Take the listing below and print exactly the lines starting at the line containing "async fn capabilities(&self)" and ending at the line containing "fn fmt(&self, f: &mut std::fmt::Formatter<'_>)", both ends included, and no others.

■ **DATA EXTRACT**:
Segment Open

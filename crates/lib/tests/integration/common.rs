//! Shared test helpers for coordinator integration tests.

use std::collections::BTreeMap;
use std::path::Path;
use std::sync::atomic::{AtomicUsize, Ordering};
use std::sync::{Arc, Mutex};
use std::time::Duration;

use async_trait::async_trait;
use fleetbuild_lib::backend::{
  BackendError, BuildClient, BuildRef, Capabilities, Driver, GatewayResult, SolveResponse, WorkerInfo,
};
use fleetbuild_lib::build::{Coordinator, Inputs, TargetOptions};
use fleetbuild_lib::config::BuildConfig;
use fleetbuild_lib::consts::{ATTR_REQUEST_ID, ATTR_SOURCE, EXPORTER_IMAGE_DESCRIPTOR};
use fleetbuild_lib::manifest::{self, Descriptor, ImageRegistry, MEDIA_TYPE_OCI_MANIFEST, RegistryError};
use fleetbuild_lib::node::Node;
use fleetbuild_lib::platform::Platform;
use fleetbuild_lib::request::{DefaultRequestBuilder, SolveRequest};
use fleetbuild_lib::session::SharedSession;

/// Ordered record of solve events across every client of a test.
pub type EventLog = Arc<Mutex<Vec<String>>>;

/// Build argument naming the target a request belongs to.
pub const MARKER: &str = "build-arg:TARGET";

/// A scripted build backend.
#[derive(Default)]
pub struct TestClient {
  pub name: String,
  pub workers: Vec<Platform>,
  pub solve_delay: Duration,
  /// Fail solving requests of this target.
  pub fail_target: Option<String>,
  /// Subrequest the frontend rejects unless a pinned source is set.
  pub reject_subrequest: Option<String>,
  pub export_response: BTreeMap<String, String>,
  pub log: EventLog,
  pub solved: Mutex<Vec<SolveRequest>>,
  pub attached: Mutex<Vec<String>>,
  pub closed: Mutex<Vec<String>>,
  /// Context archives streamed by solved requests.
  pub uploads: Mutex<Vec<Vec<u8>>>,
  pub evaluated: AtomicUsize,
}

impl TestClient {
  pub fn named(name: &str) -> Self {
    Self {
      name: name.to_string(),
      ..Default::default()
    }
  }

  pub fn solved(&self) -> Vec<SolveRequest> {
    self.solved.lock().unwrap().clone()
  }

  pub fn attached(&self) -> Vec<String> {
    self.attached.lock().unwrap().clone()
  }

  pub fn closed(&self) -> Vec<String> {
    self.closed.lock().unwrap().clone()
  }

  pub fn uploads(&self) -> Vec<Vec<u8>> {
    self.uploads.lock().unwrap().clone()
  }

  /// Respond to exports with an image descriptor for `platform`.
  pub fn exporting_image(mut self, digest: &str, platform: &str) -> Self {
    let descriptor = Descriptor {
      media_type: MEDIA_TYPE_OCI_MANIFEST.to_string(),
      digest: digest.to_string(),
      size: 512,
      platform: Some(platform.parse().unwrap()),
      annotations: BTreeMap::new(),
    };
    self.export_response.insert(
      EXPORTER_IMAGE_DESCRIPTOR.to_string(),
      manifest::encode_descriptor(&descriptor).unwrap(),
    );
    self
  }

  fn marker(request: &SolveRequest) -> String {
    request.frontend_attrs.get(MARKER).cloned().unwrap_or_default()
  }
}

#[async_trait]
impl BuildClient for TestClient {
  async fn list_workers(&self) -> Result<Vec<WorkerInfo>, BackendError> {
    Ok(vec![WorkerInfo {
      id: format!("{}-worker", self.name),
      platforms: self.workers.clone(),
      ..Default::default()
    }])
  }

  async fn capabilities(&self) -> Result<Capabilities, BackendError> {
    Ok(Capabilities::default())
  }

  async fn solve(&self, request: &SolveRequest) -> Result<GatewayResult, BackendError> {
    let marker = Self::marker(request);
    self.log.lock().unwrap().push(format!("start:{marker}"));
    tokio::time::sleep(self.solve_delay).await;

    if let Some(subrequest) = &self.reject_subrequest
      && request.frontend_attrs.get(ATTR_REQUEST_ID) == Some(subrequest)
      && !request.frontend_attrs.contains_key(ATTR_SOURCE)
    {
      return Err(BackendError::UnsupportedSubrequest {
        name: subrequest.clone(),
      });
    }
    if self.fail_target.as_deref() == Some(marker.as_str()) {
      return Err(BackendError::Solve(format!("{marker} failed")));
    }
    if let Some(upload) = &request.upload {
      let data = upload
        .read_to_end()
        .await
        .map_err(|err| BackendError::Solve(err.to_string()))?;
      self.uploads.lock().unwrap().push(data);
    }

    self.solved.lock().unwrap().push(request.clone());
    self.log.lock().unwrap().push(format!("done:{marker}"));
    Ok(GatewayResult::single(BuildRef(format!("{}-{}", self.name, request.ref_id))))
  }

  async fn evaluate(&self, _result: &GatewayResult) -> Result<(), BackendError> {
    self.evaluated.fetch_add(1, Ordering::SeqCst);
    Ok(())
  }

  async fn export(&self, _request: &SolveRequest, _result: &GatewayResult) -> Result<SolveResponse, BackendError> {
    Ok(SolveResponse {
      exporter_response: self.export_response.clone(),
    })
  }

  async fn attach_session(&self, session: &SharedSession) -> Result<(), BackendError> {
    self.attached.lock().unwrap().push(session.id().to_string());
    Ok(())
  }

  async fn close_session(&self, session_id: &str) -> Result<(), BackendError> {
    self.closed.lock().unwrap().push(session_id.to_string());
    Ok(())
  }
}

#[derive(Debug)]
pub struct TestDriver {
  client: Arc<TestClient>,
  local: bool,
}

impl std::fmt::Debug for TestClient {
  fn fmt(&self, f: &mut std::fmt::Formatter<'_>) -> std::fmt::Result {
    f.debug_struct("TestClient").field("name", &self.name).finish()
  }
}

#[async_trait]
impl Driver for TestDriver {
  fn is_local_daemon(&self) -> bool {
    self.local
  }

  async fn boot(&self) -> Result<Arc<dyn BuildClient>, BackendError> {
    Ok(self.client.clone())
  }
}

/// A node served by `client`, declaring `platforms`.
pub fn test_node(client: &Arc<TestClient>, platforms: &[&str]) -> Node {
  node_with_driver(client, platforms, false)
}

/// A node backed by a local image store daemon.
pub fn local_daemon_node(client: &Arc<TestClient>, platforms: &[&str]) -> Node {
  node_with_driver(client, platforms, true)
}

fn node_with_driver(client: &Arc<TestClient>, platforms: &[&str], local: bool) -> Node {
  let driver = Arc::new(TestDriver {
    client: client.clone(),
    local,
  });
  Node::new(client.name.clone(), driver)
    .with_builder("default")
    .with_platforms(platforms.iter().map(|p| p.parse().unwrap()).collect())
}

/// Options for a target built from `context`, tagged with its name.
pub fn target(name: &str, context: &Path) -> TargetOptions {
  let mut options = TargetOptions::new(Inputs::new(context.to_string_lossy()));
  options.build_args.insert("TARGET".to_string(), name.to_string());
  options
}

pub fn platforms(list: &[&str]) -> Vec<Platform> {
  list.iter().map(|p| p.parse().unwrap()).collect()
}

pub fn coordinator() -> Coordinator {
  Coordinator::new(Arc::new(DefaultRequestBuilder), BuildConfig::default())
}

/// Registry recording every push.
#[derive(Debug, Default)]
pub struct TestRegistry {
  pub pushes: Mutex<Vec<(String, String, bool)>>,
  pub calls: AtomicUsize,
}

impl TestRegistry {
  pub fn pushes(&self) -> Vec<(String, String, bool)> {
    self.pushes.lock().unwrap().clone()
  }
}

#[async_trait]
impl ImageRegistry for TestRegistry {
  async fn push(
    &self,
    name: &str,
    descriptor: &Descriptor,
    manifest: &[u8],
    insecure: bool,
  ) -> Result<(), RegistryError> {
    self.calls.fetch_add(1, Ordering::SeqCst);
    assert_eq!(manifest.len() as u64, descriptor.size);
    self
      .pushes
      .lock()
      .unwrap()
      .push((name.to_string(), descriptor.digest.clone(), insecure));
    Ok(())
  }
}
//! fleetbuild-lib: orchestration core for multi-node container image builds
//!
//! This crate decides which build node handles which platform of each target
//! and drives the resulting requests against remote build backends:
//! - `resolve`: platform-to-node assignment with a strict and a compatible pass
//! - `build`: the coordinator dispatching concurrent per-(target, node) requests
//! - `session`: shared upload sessions for identical local directories
//! - `stream`: fan-out reading of a single piped input stream
//! - `manifest`: merging per-node images into one multi-platform index

pub mod backend;
pub mod build;
pub mod config;
pub mod consts;
pub mod manifest;
pub mod node;
pub mod platform;
pub mod request;
pub mod resolve;
pub mod session;
pub mod stream;
pub mod util;
pub mod waitmap;
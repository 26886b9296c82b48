//! Types for coordinating a multi-node build.
//!
//! This module defines the per-target options accepted by the coordinator,
//! the error taxonomy, and the result handles exposed to callers.

use std::collections::BTreeMap;
use std::fmt;
use std::sync::Arc;

use thiserror::Error;

use crate::backend::{BackendError, BuildClient, GatewayResult};
use crate::manifest::{ManifestError, RegistryError};
use crate::platform::Platform;
use crate::request::{CacheEntry, ExportEntry, RequestError, SessionAttachment, SolveRequest};
use crate::resolve::ResolveError;
use crate::stream::StreamReplicator;
use crate::waitmap::WaitError;

/// Source inputs of a target.
#[derive(Debug, Clone, Default)]
pub struct Inputs {
  /// Build context: a directory, a git URL, or `-` for stdin.
  pub context_path: String,
  /// Dockerfile location; `-` reads it from stdin. Defaults to
  /// `<context>/Dockerfile`.
  pub dockerfile_path: Option<String>,
  /// Named contexts, `name -> value` (`target:<name>`, `docker-image://..`,
  /// a git URL, or a directory).
  pub named_contexts: BTreeMap<String, String>,
  /// Piped stdin shared by every request that reads `-`.
  pub stdin: Option<StreamReplicator>,
}

impl Inputs {
  pub fn new(context_path: impl Into<String>) -> Self {
    Self {
      context_path: context_path.into(),
      ..Default::default()
    }
  }

  pub fn with_dockerfile(mut self, path: impl Into<String>) -> Self {
    self.dockerfile_path = Some(path.into());
    self
  }

  pub fn with_context(mut self, name: impl Into<String>, value: impl Into<String>) -> Self {
    self.named_contexts.insert(name.into(), value.into());
    self
  }

  pub fn with_stdin(mut self, stdin: StreamReplicator) -> Self {
    self.stdin = Some(stdin);
    self
  }
}

/// Everything the caller configures for one target.
#[derive(Debug, Clone, Default)]
pub struct TargetOptions {
  pub inputs: Inputs,
  pub platforms: Vec<Platform>,
  /// Dockerfile stage to build.
  pub stage: Option<String>,
  pub build_args: BTreeMap<String, String>,
  pub labels: BTreeMap<String, String>,
  pub no_cache: bool,
  pub tags: Vec<String>,
  pub exports: Vec<ExportEntry>,
  pub cache_from: Vec<CacheEntry>,
  pub cache_to: Vec<CacheEntry>,
  pub entitlements: Vec<String>,
  pub attachments: Vec<SessionAttachment>,
  /// Frontend subrequest to answer instead of building (`outline`,
  /// `targets`, `lint`).
  pub print: Option<String>,
  /// Extra frontend attributes passed through verbatim.
  pub frontend_attrs: BTreeMap<String, String>,
}

impl TargetOptions {
  pub fn new(inputs: Inputs) -> Self {
    Self {
      inputs,
      ..Default::default()
    }
  }
}

/// Errors returned by [`Coordinator::build`](super::Coordinator::build).
#[derive(Debug, Error)]
pub enum BuildError {
  #[error("driver required for build")]
  DriverRequired,

  /// Every node failed to load.
  #[error("no valid drivers found")]
  NoValidDrivers,

  #[error(transparent)]
  Resolve(#[from] ResolveError),

  #[error(transparent)]
  Request(#[from] RequestError),

  /// A `target:` context names a target that is not part of this build.
  #[error("failed to find target {dependency} for context {context}")]
  UnknownTarget { context: String, dependency: String },

  /// Linked targets ended up on different nodes.
  #[error("context {context} of {target} must be built with the same driver")]
  CrossDriver { target: String, context: String },

  #[error("dependency cycle detected involving target {0}")]
  CycleDetected(String),

  #[error("multi-node push can't currently be performed with a local daemon node, please switch to a different driver")]
  MultiNodePushLocalDaemon,

  #[error("{0} exports are not supported for multi-node builds")]
  MultiNodeExport(String),

  #[error("tag is needed when pushing to registry")]
  MissingPushTag,

  #[error("pushing a multi-node image requires an image registry")]
  RegistryRequired,

  #[error(transparent)]
  Backend(#[from] BackendError),

  #[error(transparent)]
  Manifest(#[from] ManifestError),

  #[error(transparent)]
  Registry(#[from] RegistryError),

  #[error(transparent)]
  Wait(#[from] WaitError),

  #[error("build canceled")]
  Canceled,

  #[error("build task failed: {0}")]
  Task(String),

  /// Any of the above, attributed to a target when several are built.
  #[error("target {target}: {source}")]
  Target {
    target: String,
    #[source]
    source: Box<BuildError>,
  },
}

impl BuildError {
  pub fn for_target(self, target: &str) -> Self {
    match self {
      BuildError::Target { .. } => self,
      other => BuildError::Target {
        target: target.to_string(),
        source: Box::new(other),
      },
    }
  }

  /// The innermost error, unwrapping target attribution.
  pub fn root(&self) -> &BuildError {
    match self {
      BuildError::Target { source, .. } => source.root(),
      other => other,
    }
  }
}

/// A solved per-(target, node) result, exposed for later introspection.
#[derive(Clone)]
pub struct ResultHandle {
  pub target: String,
  pub node_index: usize,
  pub result: Arc<GatewayResult>,
  pub request: Arc<SolveRequest>,
  pub client: Arc<dyn BuildClient>,
}

impl fmt::Debug for ResultHandle {
  fn fmt(&self, f: &mut fmt::Formatter<'_>) -> fmt::Result {
    f.debug_struct("ResultHandle")
      .field("target", &self.target)
      .field("node_index", &self.node_index)
      .field("result", &self.result)
      .finish_non_exhaustive()
  }
}

/// Callback receiving every result handle as soon as it is solved.
pub type ResultHandler = Arc<dyn Fn(&ResultHandle) + Send + Sync>;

Segment Closed

■ **WRITTEN SOLUTION**:
  async fn capabilities(&self) -> Result<Capabilities, BackendError> {
    Ok(Capabilities::default())
  }

  async fn solve(&self, request: &SolveRequest) -> Result<GatewayResult, BackendError> {
    let marker = Self::marker(request);
    self.log.lock().unwrap().push(format!("start:{marker}"));
    tokio::time::sleep(self.solve_delay).await;

    if let Some(subrequest) = &self.reject_subrequest
      && request.frontend_attrs.get(ATTR_REQUEST_ID) == Some(subrequest)
      && !request.frontend_attrs.contains_key(ATTR_SOURCE)
    {
      return Err(BackendError::UnsupportedSubrequest {
        name: subrequest.clone(),
      });
    }
    if self.fail_target.as_deref() == Some(marker.as_str()) {
      return Err(BackendError::Solve(format!("{marker} failed")));
    }
    if let Some(upload) = &request.upload {
      let data = upload
        .read_to_end()
        .await
        .map_err(|err| BackendError::Solve(err.to_string()))?;
      self.uploads.lock().unwrap().push(data);
    }

    self.solved.lock().unwrap().push(request.clone());
    self.log.lock().unwrap().push(format!("done:{marker}"));
    Ok(GatewayResult::single(BuildRef(format!("{}-{}", self.name, request.ref_id))))
  }

  async fn evaluate(&self, _result: &GatewayResult) -> Result<(), BackendError> {
    self.evaluated.fetch_add(1, Ordering::SeqCst);
    Ok(())
  }

  async fn export(&self, _request: &SolveRequest, _result: &GatewayResult) -> Result<SolveResponse, BackendError> {
    Ok(SolveResponse {
      exporter_response: self.export_response.clone(),
    })
  }

  async fn attach_session(&self, session: &SharedSession) -> Result<(), BackendError> {
    self.attached.lock().unwrap().push(session.id().to_string());
    Ok(())
  }

  async fn close_session(&self, session_id: &str) -> Result<(), BackendError> {
    self.closed.lock().unwrap().push(session_id.to_string());
    Ok(())
  }
}

#[derive(Debug)]
pub struct TestDriver {
  client: Arc<TestClient>,
  local: bool,
}

impl std::fmt::Debug for TestClient {
  fn fmt(&self, f: &mut std::fmt::Formatter<'_>) -> std::fmt::Result {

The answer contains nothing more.